Давид смотрел на него расширенными, остановившимися глазами. Затем, передохнув, отвел их в сторону. Ему попался высокий тополь Тюльерийского сада, ярко освещенные ветви, зелень которых уже местами была сожжена солнцем, золотое, чуть колеблющееся пятно на песке... Страстная жажда жизни охватила Давида. Он порывисто, крепко пожал руку Барера - и пошел назад.
Барер слабо улыбнулся ему вслед, вспомнив обещание художника выпить цикуту с диктатором, и отправился в зал Свободы, смежный с залой заседаний. Он искал Талльена, желая сговориться с ним о новом плане боя: по мнению Барера, следовало попытаться разъединить триумвиров. С Робеспьером и Сен-Жюстом разговор был очевидно бесполезен. Но Кутона, пожалуй, можно было бы от них отделить или хоть заключить с ним договор о взаимном страховании. Кроме того, Барер, принимая в соображение слабый голос Робеспьера, находил нужным помешать ему говорить.
Талльена уже не было в зале Свободы. Этот человек, сыгравший огромную роль в день девятого термидора, находился в состоянии, близком к сумасшествию. В отличие от других заговорщиков, Талльен не думал ни о плане борьбы, разработанном Фуше, ни о том, как лучше использовать болото, ни о том, как должен вести заседание председатель Конвента, не заботился даже о собственной своей участи. Он все позабыл и связно ни о чем не думал. Его воспаленный мозг почти отказывался работать. Обезумевший от физической страсти, Талльен знал и помнил только одно: либо Робеспьер погибнет сегодня, либо Тереза Кабаррю завтра взойдет на эшафот.
Маленькими шагами он с девяти часов утра быстро ходил, нервно зевая, по прежней капелле королей, которая примыкала к залу Свободы. В этой капелле было меньше народу, чем в других помещениях Национального дворца. Талльен избегал людей, и люди его избегали: все знали, что он включен в проскрипционный список, и от него точно шел уже запах трупа. Большинство членов Конвента утром не сомневалось в победе Робеспьера, который торжествовал неизменно. Если диктатору удалось свалить такого гиганта, как Дантон, то могла ли рассчитывать на успех в борьбе с ним небольшая группа людей, не имевшая за собой ни популярности, ни талантов, ни вооруженной силы? Только очень тонкие знатоки, посвященные во все секреты сложных политических отношений Конвента, комитетов, Коммуны, знали, что дело обстоит не так просто и что на этот раз шансы Робеспьера гораздо меньше, чем в былые времена. Но и знатоки отнюдь не спешили высказаться, а держали свое мнение про себя.
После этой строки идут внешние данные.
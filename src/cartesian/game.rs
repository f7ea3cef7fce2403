//! Timed challenge controller for the Cartesian game
//!
//! Owns the round state machine: every 5 seconds the ball relocates to a
//! fresh A×B position, a 1-second countdown ticks toward the next move, and
//! the player races to submit the matching (A, B) pair. A correct answer
//! scores 10 points and restarts both timers on the spot, so a fresh
//! 5-second window begins at the moment of the answer rather than at the
//! next scheduled tick.

use rand::SeedableRng;
use rand_pcg::Pcg32;
use serde::Serialize;

use super::animator::BallAnimator;
use super::sampler::{CartesianPosition, all_positions, sample_next};
use super::sets::generate_sets;
use crate::consts::{COUNTDOWN_START, COUNTDOWN_TICK_MS, PAIR_POINTS, RELOCATE_INTERVAL_MS};
use crate::sched::{Scheduler, TimerHandle};

/// Current phase of the game
#[derive(Debug, Clone, Copy, PartialEq, Eq, Serialize)]
pub enum GamePhase {
    /// No round in progress; waiting for `start`
    Idle,
    /// Round active: timers running, answers accepted
    Running,
    /// Round torn down; terminal until a new `start`
    Ended,
}

/// Timer purposes owned by the controller
#[derive(Debug, Clone, Copy, PartialEq, Eq)]
enum TimerEvent {
    Countdown,
    Relocate,
}

/// State changes surfaced to the presentation layer by `frame`
#[derive(Debug, Clone, PartialEq, Serialize)]
pub enum GameEvent {
    /// Ball marker moved (interpolated or landed)
    BallMoved { position: CartesianPosition },
    /// Countdown display changed
    CountdownChanged { seconds: u32 },
}

/// Result of a selection attempt
#[derive(Debug, Clone, Copy, PartialEq, Eq)]
pub enum SelectOutcome {
    Selected,
    /// Advisory no-op: selections only count while running
    NotRunning,
}

impl SelectOutcome {
    pub fn message(&self) -> &'static str {
        match self {
            SelectOutcome::Selected => "",
            SelectOutcome::NotRunning => "Start the game before picking elements",
        }
    }
}

/// Result of a submission attempt
#[derive(Debug, Clone, PartialEq)]
pub enum SubmitOutcome {
    /// Pair matched; score already includes the award
    Correct { score: u32 },
    /// Pair did not match; the ball's actual pair is reported
    Incorrect { expected: (i64, char) },
    /// Advisory no-ops
    NoPendingPair,
    NotRunning,
}

impl SubmitOutcome {
    pub fn message(&self) -> String {
        match self {
            SubmitOutcome::Correct { score } => format!("Correct! Score: {}", score),
            SubmitOutcome::Incorrect { expected } => {
                format!("Not quite - the ball was at ({}, {})", expected.0, expected.1)
            }
            SubmitOutcome::NoPendingPair => "Pick one element from A and one from B first".into(),
            SubmitOutcome::NotRunning => "Start the game before answering".into(),
        }
    }
}

/// Read-only view of the game for the presentation layer / JS host
#[derive(Debug, Clone, Serialize)]
pub struct CartesianSnapshot {
    pub phase: GamePhase,
    pub score: u32,
    pub countdown: u32,
    pub set_a: Vec<i64>,
    pub set_b: Vec<char>,
    pub ball: Option<CartesianPosition>,
    pub pending_a: Option<i64>,
    pub pending_b: Option<char>,
}

/// The Cartesian-product timed challenge
#[derive(Debug, Clone)]
pub struct CartesianGame {
    seed: u64,
    rng: Pcg32,
    phase: GamePhase,
    set_a: Vec<i64>,
    set_b: Vec<char>,
    positions: Vec<CartesianPosition>,
    ball: Option<CartesianPosition>,
    animator: BallAnimator,
    sched: Scheduler<TimerEvent>,
    countdown_timer: Option<TimerHandle>,
    relocate_timer: Option<TimerHandle>,
    countdown: u32,
    score: u32,
    pending_a: Option<i64>,
    pending_b: Option<char>,
    /// Events raised outside `frame` (the submit fast path), drained by the
    /// next `frame` so the presentation layer sees every state change
    pending_events: Vec<GameEvent>,
}

impl CartesianGame {
    /// Create an idle game with a reproducible run seed
    pub fn new(seed: u64) -> Self {
        Self {
            seed,
            rng: Pcg32::seed_from_u64(seed),
            phase: GamePhase::Idle,
            set_a: Vec::new(),
            set_b: Vec::new(),
            positions: Vec::new(),
            ball: None,
            animator: BallAnimator::new(),
            sched: Scheduler::new(0.0),
            countdown_timer: None,
            relocate_timer: None,
            countdown: COUNTDOWN_START,
            score: 0,
            pending_a: None,
            pending_b: None,
            pending_events: Vec::new(),
        }
    }

    pub fn phase(&self) -> GamePhase {
        self.phase
    }

    pub fn score(&self) -> u32 {
        self.score
    }

    pub fn countdown(&self) -> u32 {
        self.countdown
    }

    pub fn set_a(&self) -> &[i64] {
        &self.set_a
    }

    pub fn set_b(&self) -> &[char] {
        &self.set_b
    }

    /// Current ball position (interpolated while a relocation is in flight)
    pub fn ball(&self) -> Option<&CartesianPosition> {
        self.ball.as_ref()
    }

    /// All plottable A×B positions for the current round
    pub fn positions(&self) -> &[CartesianPosition] {
        &self.positions
    }

    pub fn pending_pair(&self) -> (Option<i64>, Option<char>) {
        (self.pending_a, self.pending_b)
    }

    pub fn snapshot(&self) -> CartesianSnapshot {
        CartesianSnapshot {
            phase: self.phase,
            score: self.score,
            countdown: self.countdown,
            set_a: self.set_a.clone(),
            set_b: self.set_b.clone(),
            ball: self.ball,
            pending_a: self.pending_a,
            pending_b: self.pending_b,
        }
    }

    /// Start a round. Valid from Idle or Ended; a running game ignores it.
    /// Generates fresh sets, places the ball directly (no animation) and
    /// starts the relocation and countdown timers.
    pub fn start(&mut self, now_ms: f64) -> bool {
        if self.phase == GamePhase::Running {
            log::warn!("start ignored: round already running");
            return false;
        }

        let (set_a, set_b) = generate_sets(&mut self.rng);
        self.positions = all_positions(&set_a, &set_b);
        self.set_a = set_a;
        self.set_b = set_b;

        self.score = 0;
        self.countdown = COUNTDOWN_START;
        self.pending_a = None;
        self.pending_b = None;
        self.pending_events.clear();
        self.animator.cancel();

        self.sched = Scheduler::new(now_ms);
        self.start_timers();

        self.ball = sample_next(&mut self.rng, &self.positions, None);
        self.phase = GamePhase::Running;
        log::info!(
            "cartesian round started (seed {}, |A|={}, |B|={})",
            self.seed,
            self.set_a.len(),
            self.set_b.len()
        );
        true
    }

    /// Host drive point: advance timers to `now_ms`, relocating the ball and
    /// ticking the countdown as deadlines pass, then step the animation.
    /// Returns the state changes for the presentation layer, in order,
    /// starting with any changes a submit raised since the previous frame.
    pub fn frame(&mut self, now_ms: f64) -> Vec<GameEvent> {
        if self.phase != GamePhase::Running {
            return Vec::new();
        }

        let mut events = std::mem::take(&mut self.pending_events);
        for timer in self.sched.advance_to(now_ms) {
            match timer {
                TimerEvent::Countdown => {
                    self.countdown = self.countdown.saturating_sub(1);
                    events.push(GameEvent::CountdownChanged {
                        seconds: self.countdown,
                    });
                }
                TimerEvent::Relocate => self.relocate(&mut events),
            }
        }

        if let Some(step) = self.animator.step(now_ms) {
            self.ball = Some(step.position);
            events.push(GameEvent::BallMoved {
                position: step.position,
            });
        }

        events
    }

    /// Select the A-component of the candidate pair. Reselecting before
    /// submission overwrites the previous choice.
    pub fn select_a(&mut self, value: i64) -> SelectOutcome {
        if self.phase != GamePhase::Running {
            log::warn!("select_a({}) ignored: not running", value);
            return SelectOutcome::NotRunning;
        }
        self.pending_a = Some(value);
        SelectOutcome::Selected
    }

    /// Select the B-component of the candidate pair
    pub fn select_b(&mut self, value: char) -> SelectOutcome {
        if self.phase != GamePhase::Running {
            log::warn!("select_b({}) ignored: not running", value);
            return SelectOutcome::NotRunning;
        }
        self.pending_b = Some(value);
        SelectOutcome::Selected
    }

    /// Drop the pending pair without submitting
    pub fn clear_selection(&mut self) {
        self.pending_a = None;
        self.pending_b = None;
    }

    /// Compare the pending pair to the ball's semantic pair. A match awards
    /// points and restarts both timers immediately (instant relocation, fresh
    /// 5-second window). A mismatch clears the pair and leaves the timers
    /// running.
    pub fn submit(&mut self, now_ms: f64) -> SubmitOutcome {
        if self.phase != GamePhase::Running {
            log::warn!("submit ignored: not running");
            return SubmitOutcome::NotRunning;
        }
        let (Some(a), Some(b), Some(ball)) = (self.pending_a, self.pending_b, self.ball) else {
            return SubmitOutcome::NoPendingPair;
        };

        self.pending_a = None;
        self.pending_b = None;

        if (a, b) == ball.original {
            self.score += PAIR_POINTS;
            log::info!("correct pair ({}, {}): score {}", a, b, self.score);

            // Fast path: invalidate and replace both timers so the next
            // relocation window starts exactly now, then move the ball.
            self.cancel_timers();
            let _ = self.sched.advance_to(now_ms);
            self.start_timers();
            let mut events = std::mem::take(&mut self.pending_events);
            self.relocate(&mut events);
            self.pending_events = events;

            SubmitOutcome::Correct { score: self.score }
        } else {
            log::info!("wrong pair ({}, {}), ball at {:?}", a, b, ball.original);
            SubmitOutcome::Incorrect {
                expected: ball.original,
            }
        }
    }

    /// Tear the round down: cancel both timers and the in-flight animation
    /// atomically, reset the score. Terminal until a new `start`.
    pub fn end(&mut self) -> bool {
        if self.phase == GamePhase::Ended {
            log::warn!("end ignored: already ended");
            return false;
        }
        self.cancel_timers();
        self.sched.clear();
        self.animator.cancel();
        self.score = 0;
        self.pending_a = None;
        self.pending_b = None;
        self.pending_events.clear();
        self.ball = None;
        self.phase = GamePhase::Ended;
        log::info!("cartesian round ended");
        true
    }

    /// Schedule both repeating timers. Countdown first: when a countdown
    /// deadline coincides with a relocation, the decrement lands before the
    /// relocation resets the display to its start value.
    fn start_timers(&mut self) {
        self.countdown_timer = Some(
            self.sched
                .schedule_repeating(COUNTDOWN_TICK_MS, TimerEvent::Countdown),
        );
        self.relocate_timer = Some(
            self.sched
                .schedule_repeating(RELOCATE_INTERVAL_MS, TimerEvent::Relocate),
        );
    }

    fn cancel_timers(&mut self) {
        if let Some(h) = self.countdown_timer.take() {
            let _ = self.sched.cancel(h);
        }
        if let Some(h) = self.relocate_timer.take() {
            let _ = self.sched.cancel(h);
        }
    }

    /// Pick a fresh position and animate toward it; reset the countdown
    fn relocate(&mut self, events: &mut Vec<GameEvent>) {
        let current = self.ball.map(|p| p.plot);
        if let Some(next) = sample_next(&mut self.rng, &self.positions, current) {
            let from = current.unwrap_or(next.plot);
            self.animator.begin(from, next, self.sched.now_ms());
        }
        self.countdown = COUNTDOWN_START;
        events.push(GameEvent::CountdownChanged {
            seconds: self.countdown,
        });
    }
}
Ламбер Талльен не был знатоком. Поднятый случаем на высоты политики, он плохо разбирался в шансах и в способах борьбы. Но он твердо знал, что без Терезы жизнь ему не нужна. И та самая избитая ораторская фраза: "Победить или умереть", которую, как все, он слышал, читал, произносил тысячу раз, ни минуты не задумываясь над ее буквальным смыслом, внезапно открылась ему в своей грозной прямоте и облеклась в живые образы: счастье с Терезой или казнь Терезы. Талльен видел тонкое кровавое кольцо не на своей, а на ее шее. При этой мысли у него схватывало в животе и в горле и зевота мучительно растягивала рот. Он чувствовал, что его нервы долго не выдержат нечеловеческого напряжения. Заседание всё не начиналось. Талльен ходил по капелле от стены к стене, стараясь попадать шагами в середины то черных, то белых мраморных плит пола, вдруг останавливался, глядя в упор на пробегавших мимо него людей, и снова продолжал свою мрачную прогулку зверя в клетке.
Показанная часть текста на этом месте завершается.